The Nigerian government on Friday, January, 2018 deported 12 Cameroonian separatist leaders who were arrested earlier in the month, their lawyer said Monday.
Julius Ayuk Tabe and 11 others were arrested at Nera Hotels Abuja on 6 January and were detained at the Defence Intelligence Agency, said Femi Falana who has been providing legal support for them.
The detainees were largely held incommunicado, which included denial of access to their lawyers, doctors and family members.
However, the deputy representative of the office of United Nations Commissioner for Refugees to Nigeria and ECOWAS, Brigitte Mukanga-Eno, was allowed to visit them in detention last week, Mr Falana said.
The treatment prompted the lawyer to file a fundamental rights suit to enforce the rights of their clients. However, the deportations were carried out before the conclusion of the court case.
The Buhari administration was criticised for arresting the leaders in a defiant departure from Nigeria’s longstanding policy of being sympathetic towards freedom fighters.
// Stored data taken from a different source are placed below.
use crate::phoneme::PhonemeEvent;
use serde::Serialize;
use tokio::sync::broadcast::error::{RecvError, TryRecvError};
use tokio::sync::broadcast::{self, Receiver, Sender};

/// Broadcast channel for engine observations.
///
/// Sending never blocks, so the engine's callback thread can publish
/// without a tokio runtime.
#[derive(Clone)]
pub struct EventBus {
    tx: Sender<Event>,
}

impl Default for EventBus {
    fn default() -> Self {
        Self::new()
    }
}

impl EventBus {
    pub fn new() -> Self {
        let (tx, _rx) = broadcast::channel::<Event>(1024);
        Self { tx }
    }

    pub fn send(&self, event: Event) {
        // Nobody listening is not an error
        if self.tx.receiver_count() == 0 {
            return;
        }

        if let Err(e) = self.tx.send(event) {
            error!("Error while sending event: {:?}", e);
        }
    }

    pub fn subscribe(&self) -> Subscriber {
        Subscriber::new(self.tx.subscribe())
    }
}

pub struct Subscriber {
    rx: Receiver<Event>,
}

impl Subscriber {
    pub fn new(rx: Receiver<Event>) -> Self {
        Self { rx }
    }

    pub fn try_recv(&mut self) -> Result<Event, TryRecvError> {
        self.rx.try_recv()
    }

    /// Waits for the next event, or `None` once every sender is gone.
    pub async fn recv(&mut self) -> Option<Event> {
        loop {
            match self.rx.recv().await {
                Ok(event) => break Some(event),
                Err(RecvError::Closed) => break None,
                Err(RecvError::Lagged(skipped)) => {
                    warn!("EventBus::Subscriber lagging behind engine, skipping {skipped} events");
                }
            }
        }
    }
}

#[derive(Clone, Debug, PartialEq, Serialize)]
#[serde(tag = "type", rename_all = "snake_case")]
pub enum Event {
    Phoneme(PhonemeEvent),
    BufferDrained { bytes: usize, full: bool },
    EngineError { kind: i32, code: i32 },
}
Nigeria was widely praised for its support for the struggle against apartheid in South Africa.
Falana said that the Nigerian government was ashamed to announce the deportation, which is being celebrated by Cameroonian authorities as a major victory in their clampdown on Ayuk Tabe and other leaders of the self-proclaimed Ambazonia state in the English-speaking parts of Cameroon.
About 39 other Ambasonian separatist leaders who were detained in Taraba were also reported to have been sent back to Cameroon on Friday by the Nigerian government.
Cameroonian authorities said they have the men and vowed to put them through a thorough trial for their alleged offences.
“The group of 47 terrorists, among them Mr Ayuk Tabe, has for some hours been in the hands of Cameroonian justice, before which they will answer for their crimes,” Cameroonian Communications Minister Issa Tchiroma Bakary said in a statement reported by Reuters Monday.
Mr Falana condemned the deportation as “contemptuous of the proceedings pending before the Federal High Court” and many analysts also condemn the action of the Nigerian government as the agitators would not be given free trial.
“It’s wrong for our government to hand over people who have sought refuge in our country to their enemies,” said a public commentator on the issue. Nigeria should have best allowed the agitators to leave for a third country, is the opinion of most political and legal analysts.
Over the past year, there has been mounting tension in Cameroon’s Southwest and Northwest regions — home to anglophones who account for about a fifth of the West African nation’s population of 23 million.
English-speakers complain they have suffered decades of economic inequality and social injustice at the hands of the French-speaking majority.
Ayuk Tabe is campaigning for the two English-speaking regions of Cameroon to separate from the French-speaking part of the country.